Young girls living in the UK are devaluing themselves when it comes to predicting their future salary. New research commissioned by shopping website, VoucherCodes.co.uk, reveals that they expect to earn over £56,000 less than their male counterparts.
But whilst young women predict their salary to be lower than boys, it is clear that both sexes have very high expectations of their future earnings, with estimations of a yearly income topping £100,000.
The survey of 1,000 British children aged between six and 18 years old reveals that girls anticipate they will earn a steep salary of £102,431 when they start work. Although female estimations may be high, the figure is still significantly lower than their male peers, who set themselves a staggering annual target of over £158,000.
The idealistic ambitions of British children suggest that they are detached from the UK’s current financial situation and unsteady employment levels. Even with a heightened emphasis on money and saving during the recession period, it appears that youngsters remain naive when it comes to understanding finances.
Figures show that on average, girls overestimate their future earnings by a significant £78,000 compared to the £23,940* female national average. Despite this, the results prove that young girls also far more realistic when it comes to their salary expectations, as boys overshoot the national average of £30,661 by a whopping £128,000.

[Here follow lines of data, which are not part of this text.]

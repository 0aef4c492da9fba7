//! Rendering of reports for the terminal.

use std::fmt::Write as _;

use clap::ValueEnum;
use rust_decimal::Decimal;
use serde::Serialize;
use sitebudget_core::budget::{
    BudgetLineItem, CostCodeRollup, ImportSummary, SheetTemplate, ValidationResult, format_money,
};

/// Output format for reports.
#[derive(Debug, Clone, Copy, Default, PartialEq, Eq, ValueEnum)]
pub enum OutputFormat {
    /// Human-readable text.
    #[default]
    Text,
    /// Pretty-printed JSON.
    Json,
}

/// Output format for the template command.
#[derive(Debug, Clone, Copy, Default, PartialEq, Eq, ValueEnum)]
pub enum TemplateFormat {
    /// A single CSV header row, ready to fill in.
    #[default]
    Csv,
    /// Column definitions and cost codes as JSON.
    Json,
}

/// Everything printed after a successful import.
#[derive(Debug, Serialize)]
#[serde(rename_all = "camelCase")]
pub struct ImportReport<'a> {
    /// Store outcome.
    pub summary: &'a ImportSummary,
    /// Items as saved.
    pub items: &'a [BudgetLineItem],
    /// Per cost code totals.
    pub rollup: &'a [CostCodeRollup],
    /// Total budget across items.
    pub budget_total: Decimal,
    /// Total billing across items.
    pub billing_total: Decimal,
}

/// Renders a validation report.
pub fn render_validation(
    report: &ValidationResult,
    format: OutputFormat,
) -> serde_json::Result<String> {
    match format {
        OutputFormat::Json => serde_json::to_string_pretty(report),
        OutputFormat::Text => Ok(validation_text(report)),
    }
}

fn validation_text(report: &ValidationResult) -> String {
    let mut out = String::new();
    let status = if report.is_valid { "valid" } else { "invalid" };
    let _ = writeln!(
        out,
        "Sheet is {status}: {} data rows, {} errors, {} warnings",
        report.row_count,
        report.errors.len(),
        report.warnings.len()
    );

    for error in &report.errors {
        if error.row == 0 {
            let _ = writeln!(out, "  error [{}] {}", error.column, error.message);
        } else {
            let _ = writeln!(
                out,
                "  error row {} [{}] {}",
                error.row, error.column, error.message
            );
        }
    }
    for warning in &report.warnings {
        let _ = writeln!(out, "  warning {warning}");
    }
    out
}

/// Renders the result of an import.
pub fn render_import(report: &ImportReport<'_>, format: OutputFormat) -> serde_json::Result<String> {
    match format {
        OutputFormat::Json => serde_json::to_string_pretty(report),
        OutputFormat::Text => Ok(import_text(report)),
    }
}

fn import_text(report: &ImportReport<'_>) -> String {
    let mut out = String::new();
    let _ = writeln!(
        out,
        "Imported {} items into location {} ({} category rows skipped)",
        report.summary.items_saved,
        report.summary.location_id,
        report.summary.groups.len()
    );
    let _ = writeln!(out);
    let _ = writeln!(
        out,
        "{:<10} {:<28} {:<16} {:>14} {:>14}",
        "Item", "Name", "Cost Code", "Budget", "Billing"
    );
    for item in report.items {
        let _ = writeln!(
            out,
            "{:<10} {:<28} {:<16} {:>14} {:>14}",
            item.line_item_number,
            truncate(&item.line_item_name, 28),
            item.cost_code,
            format_money(item.budget_total),
            format_money(item.billing)
        );
    }

    let _ = writeln!(out);
    let _ = writeln!(
        out,
        "{:<16} {:>6} {:>12} {:>14} {:>14}",
        "Cost Code", "Items", "Hours", "Budget", "Billing"
    );
    for row in report.rollup {
        let _ = writeln!(
            out,
            "{:<16} {:>6} {:>12} {:>14} {:>14}",
            row.cost_code,
            row.item_count,
            format_money(row.hours),
            format_money(row.budget_total),
            format_money(row.billing)
        );
    }
    let _ = writeln!(
        out,
        "{:<16} {:>6} {:>12} {:>14} {:>14}",
        "Total",
        report.items.len(),
        "",
        format_money(report.budget_total),
        format_money(report.billing_total)
    );
    out
}

fn truncate(text: &str, width: usize) -> String {
    if text.chars().count() <= width {
        return text.to_string();
    }
    let mut cut: String = text.chars().take(width.saturating_sub(1)).collect();
    cut.push('…');
    cut
}

/// Renders an import template.
pub fn render_template(template: &SheetTemplate, format: TemplateFormat) -> anyhow::Result<String> {
    match format {
        TemplateFormat::Json => Ok(serde_json::to_string_pretty(template)?),
        TemplateFormat::Csv => {
            let mut writer = csv::Writer::from_writer(Vec::new());
            writer.write_record(template.columns.iter().map(|column| column.header))?;
            let bytes = writer.into_inner().map_err(|err| err.into_error())?;
            Ok(String::from_utf8(bytes)?)
        }
    }
}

Furthermore, the research also found that there is a strong divide between the salary outlook of children living in the northern and southern areas of the UK. Youngsters living in the North East and Yorkshire expect to earn a yearly income of £100,000 – £104,000, which is over £55,000 less than those living in London. Similarly, children living in the South West predict they will earn a salary of over £137,000 – over £4,000 more than those in the North West.
One thing that all children across the UK can agree on is that they will be more financially successful than their parents, as 60 per cent of young people believe they will earn more than their parents when they get a job.
Despite expecting high salaries, it seems that most children also aim for job satisfaction and stability as the survey reveals the top five dream jobs are:
Duncan Jennings, co-founder of VoucherCodes.co.uk, commented on the findings:
“The findings go a long way in exemplifying the disconnection between children and their future finances. Given today’s tough economic climate, young people need to be more switched on about money than ever. It’s not only about making sure pay inequality is addressed, it’s also about making sure future generations have a realistic handle on money and money management.”